Very large yet faint galaxies have been found where no one would have expected them - in the middle of a giant galaxy cluster. Heidelberg astronomers discovered the extremely-low-density galaxies, known as ultra-diffuse galaxies, a find that is "both remarkable and puzzling", states Dr Thorsten Lisker. The research work was carried out by Carolin Wittmann in Dr Lisker’s team at the Centre for Astronomy of Heidelberg University (ZAH). The results have been published in the "Monthly Notices of the Royal Astronomical Society".
Our solar system is located amid an enormous galaxy composed of billions of stars, the Milky Way. About 3,000 stars can be seen with the naked eye. However, if Earth were located in an ultra-diffuse galaxy, only a few dozen stars and a "trace" of a galaxy would be visible in the night sky. These special classes of galaxy, so named for their extremely diffuse appearance, apparently produced far fewer stars than other galaxies or else were stripped of them long ago by galactic tidal forces.
Astronomers began to systematically search the universe for such ultra-diffuse galaxies just three years ago. Aided by large telescopes and new technologies, they found them, especially in large galaxy clusters. Much to their surprise, the Heidelberg researchers identified about 90 such galaxies in the core of the Perseus galaxy cluster. The Perseus cluster is a dense collection of hundreds of large and small galaxies located 240 million light years away. Amazingly, most of the ultra-diffuse galaxies appear intact, with only very few candidates showing signs of ongoing disruption in spite of the strong tidal field.
"We asked ourselves how the sensitive ultra-diffuse galaxies could survive at all in an environment as unsettled as a galaxy cluster," explains Carolin Wittmann, first author of the study and PhD student at the Institute for Astronomical Computing (ARI) at the ZAH. "Perhaps the stars in ultra-diffuse galaxies are gravitationally bound due to an especially high dark matter content." That would make sense, according to the researcher, since virtually no signs of interactions with larger galaxies were found.

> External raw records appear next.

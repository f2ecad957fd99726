use serde::Deserialize;

pub mod embedding;
pub mod ingest;
pub mod reconcile;

/// Cap on the error list carried by run reports; everything is still
/// logged, only the returned summary is bounded.
pub const MAX_REPORTED_ERRORS: usize = 5;

/// A job received on the worker socket.
#[derive(Deserialize, Debug)]
pub enum JobMessage {
    /// Ingest one upstream source by selector name.
    Collect(String),
    /// Fill missing vectors for one entity kind.
    Embed(EmbedTarget),
    /// Backfill stale notices from a fresh upstream snapshot.
    Reconcile,
}

#[derive(Deserialize, Debug, Clone, Copy, PartialEq, Eq)]
pub enum EmbedTarget {
    Notices,
    Policies,
}

pub(crate) fn record_error(errors: &mut Vec<String>, message: String) {
    log::error!("{message}");
    if errors.len() < MAX_REPORTED_ERRORS {
        errors.push(message);
    }
}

The Heidelberg research was based on long-exposure images of the Perseus galaxy cluster obtained in 2012 with the 4.2 metre William Herschel Telescope on the Canary Island of La Palma. "We originally wanted to study the effects of tidal forces on small known galaxies and any attending structural disruptions. But the quality of the data was so exceptional that we were able to find numerous ultra-diffuse galaxies," underscores Dr Lisker, project initiator and coordinator.
Along with international partners, his research group is now hoping to obtain data of similar quality on the outskirts of the Perseus cluster, where, Thorsten Lisker adds, the environmental influence would have been less strong, preserving more of the original appearance of the galaxies.